In fiscal year 2020/21, the B.C. government reported that $1.3 billion in government revenue was attributable to the forest sector, primarily from timber sales. Forest sector companies and their employees also pay income tax and commodity taxes, generating more revenue on top of the $1.3 billion. This revenue funds infrastructure and government services that British Columbians depend on.
The forest sector is made up of several separate but inter-connected activities, such as:
- Management unit planning and Timber Supply Review
- Managing for non-timber values
- Operational planning and road building
- Wood product manufacturing (primary and secondary)
- Pulp, paper and bio-refining
The Province also continues to encourage the advancement of wood use in architectural and structural applications to demonstrate that B.C. is a leading supplier of innovative wood-based products and building systems including mass timber construction as part of the CleanBC plan.
Old growth is harvested on B.C.’s coast, on Vancouver Island and in both the northern and southern interior. Trees are logged by large and small independent companies, by community forest associations, by Indigenous Nations, and by other communities and individuals with woodlot licences.
Wood from old-growth trees is often desired for high-end and specialty products such as fine furniture, musical instruments, specialty finishing products and shake and shingle manufacturing. Old-growth trees are also used to make lumber. Wood waste from harvesting and milling is used by the pulp and paper sector. Old-growth cedar trees are particularly valuable to certain sectors of the forest industry.
Forests play a significant role in reducing greenhouse gas emissions and in reducing the rate and impacts of climate change.
Forests remove carbon from the atmosphere and store that carbon as above-ground and below-ground organic matter (living and dead).
Some of the many ecological functions performed by forests include:
- regulating water cycles (purifying water and preventing flooding)
- regulating climate extremes
- maintaining biodiversity
For more information on carbon sequestration and storage and forests, review A New Future for Old Forests and the Forest Carbon Initiative.
Old growth ecosystems
Old-growth ecosystems support diverse flora and fauna, from mosses and liverworts to large mammals and some species at risk. These forests also provide habitat for many birds, mammals and amphibians.
Government has protected old-growth forests in areas throughout the province to support species that depend on them. These include:
- marbled murrelet
- northern goshawk
- pileated woodpecker
Old-growth forests and iconic trees are valued by many British Columbians and visitors for their social and cultural significance, particularly on the West Coast. B.C.’s diverse old-growth forests are symbolic of B.C.’s natural heritage. Old-growth forests attract visitors from around the world and are enjoyed for their outdoor recreation opportunities.

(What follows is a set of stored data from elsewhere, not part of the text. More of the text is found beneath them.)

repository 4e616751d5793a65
//! HTTP middleware for request processing and protection.
//!
//! Provides authentication, rate limiting, and observability middleware.

pub mod auth;
pub mod rate_limit;
pub mod tracing;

Indigenous Peoples of B.C. have a long-standing cultural and spiritual connection to the Province’s forests, including old growth. Old-growth forests are also important to Indigenous practices that have been passed down for generations (e.g., the practice of altering or modifying trees). The Heritage Conservation Act protects these culturally modified tree, altered by Indigenous Peoples before 1846, as part of their traditional use of forests.
The Province is committed to true, lasting reconciliation with Indigenous Peoples through the implementation of the UN Declaration. This work will foster increased and lasting certainty on the land base while ensuring that the benefits of sustainable forest harvesting are realized equitably by those engaged in and impacted by the forestry industry.